En la Patria Grande, en una década de oportunidades para el crecimiento económico (2010-2019), dicha generación debe orientarse a más y mejores empleos, es decir a la promoción del trabajo decente. Dicho tipo de trabajo no solo contribuye con lo económico sino que sus efectos benéficos se proyectan hacia lo social y lo político.
El fortalecimiento de la democracia en la región requiere avanzar en el desarrollo institucional que facilite el progreso económico para todos; es decir, se hace indispensable facilitar la participación productiva de las ciudadanas y de los ciudadanos en la economía, a través de instituciones -formales y no formales- que sustenten una verdadera democracia económica: ampliación de la cobertura educativa así como expansión de una formación profesional pertinente o acceso al crédito para mujeres, jóvenes e innovadores, por ejemplo.
En nuestras tierras, la voluntad de participación de la gente en la construcción del progreso y en el goce de sus frutos es creciente. Millones de latinoamericanas y latinoamericanos, día a día, están ocupados aunque la mayoría no realiza sus actividades productivas y laborales en la economía formal y, por tanto, no acceden a un trabajo decente y a los beneficios que este puede generar. Quienes trabajan en la formalidad aspiran a progresar mientras que la mayoría de quienes trabajan en la informalidad solo pueden sobrevivir.
Más empresas formales y más trabajos decentes son indispensables para la afirmación de la democracia económica y, también, para aquella política.
El diálogo social es una institución importante del mercado de trabajo y está asociado al concepto más amplio de participación, que contribuye con la consolidación de la gobernabilidad democrática; más aun, es uno de los cuatro componentes del trabajo decente, conjuntamente con el respeto a los derechos laborales fundamentales, la promoción del empleo y la protección social.
El fortalecimiento de los interlocutores sociales del mundo del trabajo (empleadores y trabajadores así como sus organizaciones representativas) es fundamental para lograr su activa contribución en el diseño e implementación de un modelo de desarrollo inclusivo que, al centrarse en la persona, tiene una agenda de crecimiento económico con trabajo decente. Un efectivo diálogo social es esencial para que dichos interlocutores así como las autoridades públicas generen sinergias a favor de políticas económicas y sociales que promuevan más y mejores empresas para que haya más y mejores empleos.
En nuestra región está pendiente la plena incorporación a dicho diálogo, entre otros, de los trabajadores informales y rurales así como de los pueblos indígenas y los migrantes.

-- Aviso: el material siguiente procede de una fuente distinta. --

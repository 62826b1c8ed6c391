//! Consistency gate between download and merge.
//!
//! The portal sometimes answers several subsystems with the same cached file,
//! or with a report for a different day. Before anything is merged:
//! 1. every subsystem artifact must exist;
//! 2. no two artifacts may be byte-identical;
//! 3. the `Fecha:` label must be present and identical in all of them.

use std::fs;
use std::io;
use std::path::{Path, PathBuf};
use thiserror::Error;
use tracing::{error, info};

use super::archive::artifact_file_name;
use crate::domain::Subsystem;

/// Label preceding the report date inside each artifact.
pub const DEFAULT_DATE_LABEL: &str = "Fecha:";

/// Reasons the merge is refused. All of them abort the pipeline before publish.
#[derive(Debug, Error)]
pub enum ConsistencyError {
    #[error("artifact not found: {} (all subsystem files must be downloaded)", path.display())]
    MissingArtifact { path: PathBuf },

    #[error("failed to read artifact {}: {source}", path.display())]
    Io {
        path: PathBuf,
        #[source]
        source: io::Error,
    },

    #[error("artifacts for {first} and {second} are identical; refusing to merge")]
    IdenticalArtifacts { first: Subsystem, second: Subsystem },

    #[error("artifact for {subsystem} has no date label ({})", path.display())]
    MissingDateLabel { subsystem: Subsystem, path: PathBuf },

    #[error("artifact dates disagree: {}", describe_labels(labels))]
    DateMismatch { labels: Vec<(Subsystem, String)> },
}

fn describe_labels(labels: &[(Subsystem, String)]) -> String {
    labels
        .iter()
        .map(|(s, l)| format!("{s}={l}"))
        .collect::<Vec<_>>()
        .join(", ")
}

/// One artifact that passed the gate.
#[derive(Debug, Clone)]
pub struct ValidatedArtifact {
    pub subsystem: Subsystem,
    pub path: PathBuf,
    /// Decoded file content.
    pub text: String,
    /// BLAKE3 hex digest of the raw bytes.
    pub fingerprint: String,
}

/// The full artifact set, cleared for merging.
#[derive(Debug, Clone)]
pub struct ValidatedArtifacts {
    /// Date label shared by every artifact, e.g. `02/may/2024`.
    pub date_label: String,
    /// One entry per subsystem, in subsystem order.
    pub artifacts: Vec<ValidatedArtifact>,
}

/// Text following `label` on the first line that contains it.
///
/// Surrounding whitespace, quotes and trailing commas are removed. An empty
/// remainder counts as absent.
pub fn extract_date_label(text: &str, label: &str) -> Option<String> {
    let line = text.lines().find(|line| line.contains(label))?;
    let (_, rest) = line.split_once(label)?;
    let value = rest.trim_matches(|c: char| c.is_whitespace() || c == '"' || c == ',');
    (!value.is_empty()).then(|| value.to_string())
}

/// Decode artifact bytes: UTF-8 when valid, otherwise Latin-1.
pub fn decode_artifact(bytes: &[u8]) -> String {
    match std::str::from_utf8(bytes) {
        Ok(s) => s.trim_start_matches('\u{feff}').to_string(),
        Err(_) => bytes.iter().map(|&b| b as char).collect(),
    }
}

/// Checks the per-subsystem artifacts in a working directory.
#[derive(Debug, Clone)]
pub struct ConsistencyValidator {
    working_dir: PathBuf,
    prefix: String,
    date_label: String,
}

impl ConsistencyValidator {
    pub fn new(working_dir: impl Into<PathBuf>, prefix: impl Into<String>) -> Self {
        Self {
            working_dir: working_dir.into(),
            prefix: prefix.into(),
            date_label: DEFAULT_DATE_LABEL.to_string(),
        }
    }

    pub fn with_date_label(mut self, label: impl Into<String>) -> Self {
        self.date_label = label.into();
        self
    }

    fn path_for(&self, subsystem: Subsystem) -> PathBuf {
        self.working_dir.join(artifact_file_name(&self.prefix, subsystem))
    }

    /// Run the gate over all subsystems.
    pub fn validate(&self) -> Result<ValidatedArtifacts, ConsistencyError> {
        // Existence first, so a missing file is reported before any content check.
        let paths: Vec<(Subsystem, PathBuf)> = Subsystem::ALL
            .iter()
            .map(|&s| (s, self.path_for(s)))
            .collect();
        if let Some((_, path)) = paths.iter().find(|(_, p)| !p.is_file()) {
            error!(path = %path.display(), "required artifact not found");
            return Err(ConsistencyError::MissingArtifact { path: path.clone() });
        }

        let mut raw: Vec<(Subsystem, PathBuf, Vec<u8>)> = Vec::with_capacity(paths.len());
        for (subsystem, path) in paths {
            let bytes = read(&path)?;
            raw.push((subsystem, path, bytes));
        }

        for i in 0..raw.len() {
            for j in (i + 1)..raw.len() {
                if raw[i].2 == raw[j].2 {
                    error!(
                        first = %raw[i].1.display(),
                        second = %raw[j].1.display(),
                        "artifacts are identical; skipping merge"
                    );
                    return Err(ConsistencyError::IdenticalArtifacts {
                        first: raw[i].0,
                        second: raw[j].0,
                    });
                }
            }
        }
        info!("all artifacts are different");

        let mut artifacts = Vec::with_capacity(raw.len());
        let mut labels = Vec::with_capacity(raw.len());
        for (subsystem, path, bytes) in raw {
            let text = decode_artifact(&bytes);
            let label = extract_date_label(&text, &self.date_label).ok_or_else(|| {
                ConsistencyError::MissingDateLabel {
                    subsystem,
                    path: path.clone(),
                }
            })?;
            labels.push((subsystem, label));
            artifacts.push(ValidatedArtifact {
                subsystem,
                path,
                text,
                fingerprint: blake3::hash(&bytes).to_hex().to_string(),
            });
        }

        let date_label = labels[0].1.clone();
        if labels.iter().any(|(_, l)| *l != date_label) {
            error!(labels = %describe_labels(&labels), "artifact dates do not match");
            return Err(ConsistencyError::DateMismatch { labels });
        }
        info!(date = %date_label, "dates match; proceeding to merge");

        Ok(ValidatedArtifacts {
            date_label,
            artifacts,
        })
    }
}

fn read(path: &Path) -> Result<Vec<u8>, ConsistencyError> {
    fs::read(path).map_err(|source| ConsistencyError::Io {
        path: path.to_path_buf(),
        source,
    })
}

#[cfg(test)]
mod tests {
    use super::*;

    fn artifact(date: &str, node: &str) -> String {
        format!(
            "\"Precios de energia en el MDA\"\n\"Fecha: {date}\"\nHora,Clave del nodo\n1,{node}\n"
        )
    }

    fn write_all(dir: &Path, contents: [&str; 3]) {
        for (s, c) in Subsystem::ALL.iter().zip(contents) {
            fs::write(dir.join(artifact_file_name("PML_MDA", *s)), c).unwrap();
        }
    }

    #[test]
    fn date_label_trims_quotes_and_commas() {
        assert_eq!(
            extract_date_label("x\n\"Fecha: 02/may/2024\",,\n", "Fecha:").as_deref(),
            Some("02/may/2024")
        );
        assert_eq!(extract_date_label("Fecha:   \n", "Fecha:"), None);
        assert_eq!(extract_date_label("no label here", "Fecha:"), None);
    }

    #[test]
    fn latin1_fallback() {
        assert_eq!(decode_artifact(b"energ\xeda"), "energía");
        assert_eq!(decode_artifact("energía".as_bytes()), "energía");
    }

    #[test]
    fn distinct_artifacts_with_same_date_pass() {
        let dir = tempfile::tempdir().unwrap();
        let (a, b, c) = (
            artifact("02/may/2024", "A"),
            artifact("02/may/2024", "B"),
            artifact("02/may/2024", "C"),
        );
        write_all(dir.path(), [a.as_str(), b.as_str(), c.as_str()]);

        let validated = ConsistencyValidator::new(dir.path(), "PML_MDA").validate().unwrap();
        assert_eq!(validated.date_label, "02/may/2024");
        assert_eq!(validated.artifacts.len(), 3);
        assert_eq!(validated.artifacts[1].subsystem, Subsystem::Bca);
        assert_ne!(validated.artifacts[0].fingerprint, validated.artifacts[1].fingerprint);
    }

    #[test]
    fn identical_pair_is_rejected() {
        let dir = tempfile::tempdir().unwrap();
        let (a, c) = (artifact("02/may/2024", "A"), artifact("02/may/2024", "C"));
        write_all(dir.path(), [a.as_str(), c.as_str(), c.as_str()]);

        let err = ConsistencyValidator::new(dir.path(), "PML_MDA").validate().unwrap_err();
        assert!(matches!(
            err,
            ConsistencyError::IdenticalArtifacts {
                first: Subsystem::Bca,
                second: Subsystem::Bcs
            }
        ));
    }

    #[test]
    fn date_mismatch_is_rejected() {
        let dir = tempfile::tempdir().unwrap();
        let (a, b, c) = (
            artifact("02/may/2024", "A"),
            artifact("03/may/2024", "B"),
            artifact("02/may/2024", "C"),
        );
        write_all(dir.path(), [a.as_str(), b.as_str(), c.as_str()]);

        let err = ConsistencyValidator::new(dir.path(), "PML_MDA").validate().unwrap_err();
        match err {
            ConsistencyError::DateMismatch { labels } => {
                assert_eq!(labels[1], (Subsystem::Bca, "03/may/2024".to_string()));
            }
            other => panic!("expected DateMismatch, got {other}"),
        }
    }

    #[test]
    fn missing_date_label_is_rejected() {
        let dir = tempfile::tempdir().unwrap();
        let (a, c) = (artifact("02/may/2024", "A"), artifact("02/may/2024", "C"));
        write_all(dir.path(), [a.as_str(), "Hora,Clave del nodo\n1,B\n", c.as_str()]);

        let err = ConsistencyValidator::new(dir.path(), "PML_MDA").validate().unwrap_err();
        assert!(matches!(
            err,
            ConsistencyError::MissingDateLabel { subsystem: Subsystem::Bca, .. }
        ));
    }

    #[test]
    fn missing_file_names_exact_path() {
        let dir = tempfile::tempdir().unwrap();
        fs::write(dir.path().join("PML_MDA_SIN.csv"), artifact("02/may/2024", "A")).unwrap();
        fs::write(dir.path().join("PML_MDA_BCS.csv"), artifact("02/may/2024", "C")).unwrap();

        let err = ConsistencyValidator::new(dir.path(), "PML_MDA").validate().unwrap_err();
        match err {
            ConsistencyError::MissingArtifact { path } => {
                assert_eq!(path, dir.path().join("PML_MDA_BCA.csv"));
            }
            other => panic!("expected MissingArtifact, got {other}"),
        }
    }
}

La OIT ha venido contribuyendo, en diversos países, con el fortalecimiento de las capacidades técnicas de las organizaciones de empleadores y de trabajadores para participar en los procesos de diálogo social y negociación colectiva, tendientes a fortalecer el cumplimiento de los derechos laborales y el aumento de la productividad del trabajo en las economías nacionales.
También ha venido acompañando la creación y fortalecimiento de espacios tripartitos de diálogo, como mecanismos esenciales para la formulación e implementación de políticas sociales y económicas que sustenten la cohesión social y fortalezcan la democracia.
Parte del ejercicio democrático son las elecciones, las sesiones en el parlamento o las negociaciones entre grupos de interés y el gobierno así como los conflictos. Mecanismo esencial para prevenir y encauzar estos últimos, en el mundo del trabajo, es el ejercicio del diálogo social a nivel empresarial, local o nacional.
Desde una perspectiva positiva, las organizaciones de empleadores así como los sindicatos de trabajadores son actores cruciales para generar los consensos que requieren las políticas públicas para ser efectivas. Dichos consensos suelen ser frutos de un diálogo social institucionalizado.
La asociación público-privada es esencial para el crecimiento económico, el desarrollo social, la generación de empleo productivo y la consolidación de la democracia y con estos aspectos del progreso contribuye el diálogo social que promueve la OIT.